Finally, companies are increasingly pressing the administration to provide tariff relief—including through rebate and offset arrangements—to mitigate the financial burden, lost competitiveness, and other economic harms these taxes impose. Other companies are seeking the addition of specific imported goods to Annex III to the October 6 executive order entitled “Modifying the Scote of the Reciprocal Tariffs and Establishing Procedures for Implementing Trade and Security Agreements,” which appears to open the door to tariff elimination through bilateral negotiations. These entreaties attest to the pain tariffs are inflicting, particularly on U.S. domestic manufacturers, farmers, and ranchers. The Chamber in May called on the administration to shield small businesses from tariffs and to end tariffs for products unavailable from domestic sources in sufficient quantities or where tariffs threaten job losses. Amid this growing chorus of calls for tariff relief, the administration must engage with the business community to provide meaningful relief from these burdensome import taxes.

 

Tariffs on Specialized Machinery Will Not Meaningfully Incentivize Onshoring

 

U.S. manufacturers often rely on imported industrial machinery inputs, including robotics, CNC machinery, and industrial automation systems. As noted, many of these systems are not produced domestically; indeed, global production of some systems is so limited that it is concentrated in a single location, and tariffs will not incentivize creation of a second production line in the United States. Instead, tariffs on robotics and industrial machinery from trusted partners would raise the cost of U.S. manufacturers’ capital investments, delaying equipment upgrades and slowing modernization initiatives. The following examples illustrate these points:

 

  • Gear Machines: There are currently no gear grinding or gear metrology machines manufactured in the United States that meet the technical requirements for handling gears with diameters of 1.25 meters or greater.
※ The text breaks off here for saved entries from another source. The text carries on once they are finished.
//! Shared fixtures for the HTTP-backed tests

#![allow(dead_code)]

use catalog_core::{CatalogClient, ClientConfig};
use wiremock::matchers::{method, path};
use wiremock::{Mock, MockServer, ResponseTemplate};

/// Client that does not throttle or retry
pub fn fast_client() -> CatalogClient {
    CatalogClient::with_config(ClientConfig {
        requests_per_second: 1000.0,
        timeout_secs: 5,
        max_retries: 0,
        retry_base_delay_ms: 1,
    })
    .unwrap()
}

/// Apache-style index page listing `hrefs`
pub fn index_page(title: &str, hrefs: &[&str]) -> String {
    let rows: String = hrefs
        .iter()
        .map(|h| format!("<a href=\"{h}\">{h}</a>    2024-01-01 10:00  -\n"))
        .collect();
    format!(
        "<html><head><title>Index of {title}</title></head><body>\
         <h1>Index of {title}</h1><pre>\
         <a href=\"?C=N;O=D\">Name</a> <a href=\"?C=M;O=A\">Last modified</a>\n<hr>\
         <a href=\"../\">Parent Directory</a>\n{rows}<hr></pre></body></html>"
    )
}

/// Serve an index page at `dir`
pub async fn mount_index(server: &MockServer, dir: &str, hrefs: &[&str]) {
    Mock::given(method("GET"))
        .and(path(dir))
        .respond_with(ResponseTemplate::new(200).set_body_string(index_page(dir, hrefs)))
        .mount(server)
        .await;
}

/// Paths of every request the server saw, in order
pub async fn requested_paths(server: &MockServer) -> Vec<String> {
    server
        .received_requests()
        .await
        .unwrap_or_default()
        .iter()
        .map(|r| r.url.path().to_string())
        .collect()
}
The only U.S.-based manufacturer in this subsector does not produce equipment that meets these specifications, capacity, or precision. A German-based manufacturer offers one of the few commercially available solutions capable of inspecting gears up to 3 meters in diameter with operational efficiency, product quality, and future-readiness.
  • Semiconductor Manufacturing Equipment: While the United States is home to a number of cutting-edge manufacturers of such equipment, some critical machinery is not made domestically. Likewise, certain equipment in the extreme ultraviolet lithography domain, for instance, is only available from a single, non-U.S. source, and tariffs will not alter this. Imposing Section 232 restrictions on imports of robotics and industrial machinery from trusted sources could undermine the very domestic semiconductor manufacturing capacity the administration seeks to build.
  • Consumer Electronics: Major manufacturers of industrial equipment for the consumer electronics industry rely on non-U.S. companies such as Japan’s Fanuc, which provide advanced capabilities, quick delivery, and competitive pricing at scale. No U.S. manufacturer provides similar large-scale production equipment, instead focusing on specialized niche applications.
  • Automated Manufacturing: Products for the U.S. market are highly dependent on automated equipment (e.g., pacemakers). Tariffs on these capital goods put at risk the ability to supply products to the healthcare system.
  • Logistics Networks: U.S. logistics companies import large quantities of industrial machinery and related parts from trusted partners to build and maintain their national networks for the sortation and movement of goods. Alongside the large U.S. workforces employed by the logistics sector, these networks distribute goods within the United States and abroad. Of note, these are the same networks that enable U.S. exporters to ship their goods abroad more efficiently, supporting growth and employment at home. In other words, for national logistics providers, there are not separate networks for imports, exports, and domestic movements. Instead, integrated networks, built on widely deployed industrial machines, make this all possible. Such industrial machinery includes sortation equipment, programmable logic controllers, camera tunnels, and other electronic sensors. Since these machines run 24/7 in many settings, maintenance is a constant requirement. As a result, replacement parts are always in high demand. Broad-based tariffs could stifle the ability to procure specific parts as well as broader innovation.
  • Small to Mid-Size Suppliers: Small to mid-size fabricators and machine shops have been increasing automation to expand capacity and agility while increasing quality. These suppliers are often family-owned with limited access to capital. Broad-based tariffs would potentially price robotics out for these smaller players, extend paybacks that exceed small/medium size companies’ ability to float cash, and reduce automation capacity that would in turn slow existing modernization efforts reducing capability and competitiveness while reducing the opportunity for upskilled automation engineering jobs.

 

Pro-Innovation, Workforce Policies Will Strengthen Domestic Manufacturing

 

The administration should continue to work with the private sector to develop policies that support domestic manufacturing. This includes workforce development, innovation, and measures that facilitate access to capital for startups.

 

Shortages of engineers, mechatronics specialists, and other trained technicians in the United States have been a brake on the manufacturing sector. The administration should work with industry to develop a more robust supply of engineers and technicians. To this end, promoting robotics and machinery innovation hubs across the country can accelerate development by bringing together researchers and manufacturers. Education and technical training programs in such hubs would help to build a skilled workforce. Such hubs can bring together capital with startups and help turn their ideas into market-ready solutions.

 

Further, by working with reliable U.S. partners on funding research, developing industry-wide standards, and exchanging technology, U.S. companies can remain at the forefront of innovation in these critical manufacturing fields. Such holistic efforts can also help ensure that U.S. products are aligned with market trends around the world.

 

The Chamber appreciates the opportunity to submit these comments and looks forward to working with the Department of Commerce to address these important issues.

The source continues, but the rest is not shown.